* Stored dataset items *
Content starts

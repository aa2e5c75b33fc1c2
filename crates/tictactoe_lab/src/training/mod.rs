//! Server-side training jobs.

mod client;
mod estimator;
mod job;
mod subscription;

pub use client::{TrainingCommand, TrainingEvent, TrainingJobClient};
pub use estimator::{Estimate, ProgressEstimator};
pub use job::{JobStatus, LogEntry, TrainingJob, TrainingParams};
pub use subscription::{StreamSignal, Subscription, SubscriptionSignal};

use derive_more::{Display, Error};
use tracing::error;

/// Training job failures.
#[derive(Debug, Clone, PartialEq, Display, Error)]
pub enum TrainingError {
    /// A job parameter was zero or negative.
    #[display("invalid training parameters: {message}")]
    InvalidParameters {
        /// Which parameter and why.
        message: String,
    },
    /// A job is already being submitted or running.
    #[display("a training job is already {status}")]
    AlreadyRunning {
        /// Status of the existing job.
        status: JobStatus,
    },
    /// Only submitting or running jobs can be cancelled.
    #[display("cannot cancel a job that is {status}")]
    NotCancellable {
        /// Status at the time of the attempt.
        status: JobStatus,
    },
    /// The server did not accept the job.
    #[display("training submission failed: {message}")]
    SubmissionFailed {
        /// Server or transport message.
        message: String,
    },
    /// The cancellation request did not go through.
    #[display("cancellation request failed: {message}")]
    CancellationFailed {
        /// Server or transport message.
        message: String,
    },
    /// The status stream dropped; it will be reopened.
    #[display("status stream disconnected: {message}")]
    StreamDisconnected {
        /// Transport message.
        message: String,
    },
    /// The server reported that training failed.
    #[display("training failed on the server: {message}")]
    RemoteTrainingError {
        /// Server message.
        message: String,
    },
    /// A status event could not be decoded.
    #[display("malformed status event: {message}")]
    MalformedEvent {
        /// Decode failure.
        message: String,
    },
    /// The model availability query failed.
    #[display("model status unavailable: {message}")]
    ModelStatusUnavailable {
        /// Server or transport message.
        message: String,
    },
}

impl TrainingError {
    /// Rejected parameters.
    pub fn invalid_parameters(message: impl Into<String>) -> Self {
        let message = message.into();
        error!(%message, "Invalid training parameters");
        Self::InvalidParameters { message }
    }
}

Content ends

* The task *
Your task is to transcribe each record faithfully and in full.

* Reply *
repository aa2e5c75b33fc1c2
filename crates/tictactoe_lab/src/training/mod.rs
//! Server-side training jobs.

mod client;
mod estimator;
mod job;
mod subscription;

pub use client::{TrainingCommand, TrainingEvent, TrainingJobClient};
pub use estimator::{Estimate, ProgressEstimator};
pub use job::{JobStatus, LogEntry, TrainingJob, TrainingParams};
pub use subscription::{StreamSignal, Subscription, SubscriptionSignal};

use derive_more::{Display, Error};
use tracing::error;

/// Training job failures.
#[derive(Debug, Clone, PartialEq, Display, Error)]
pub enum TrainingError {
    /// A job parameter was zero or negative.
    #[display("invalid training parameters: {message}")]
    InvalidParameters {
        /// Which parameter and why.
        message: String,
    },
    /// A job is already being submitted or running.
    #[display("a training job is already {status}")]
    AlreadyRunning {
        /// Status of the existing job.
        status: JobStatus,
    },
    /// Only submitting or running jobs can be cancelled.
    #[display("cannot cancel a job that is {status}")]
    NotCancellable {
        /// Status at the time of the attempt.
        status: JobStatus,
    },
    /// The server did not accept the job.
    #[display("training submission failed: {message}")]
    SubmissionFailed {
        /// Server or transport message.
        message: String,
    },
    /// The cancellation request did not go through.
    #[display("cancellation request failed: {message}")]
    CancellationFailed {
        /// Server or transport message.
        message: String,
    },
    /// The status stream dropped; it will be reopened.
    #[display("status stream disconnected: {message}")]
    StreamDisconnected {
        /// Transport message.
        message: String,
    },
    /// The server reported that training failed.
    #[display("training failed on the server: {message}")]
    RemoteTrainingError {
        /// Server message.
        message: String,
    },
    /// A status event could not be decoded.
    #[display("malformed status event: {message}")]
    MalformedEvent {
        /// Decode failure.
        message: String,
    },
    /// The model availability query failed.
    #[display("model status unavailable: {message}")]
    ModelStatusUnavailable {
        /// Server or transport message.
        message: String,
    },
}

impl TrainingError {
    /// Rejected parameters.
    pub fn invalid_parameters(message: impl Into<String>) -> Self {
        let message = message.into();
        error!(%message, "Invalid training parameters");
        Self::InvalidParameters { message }
    }
}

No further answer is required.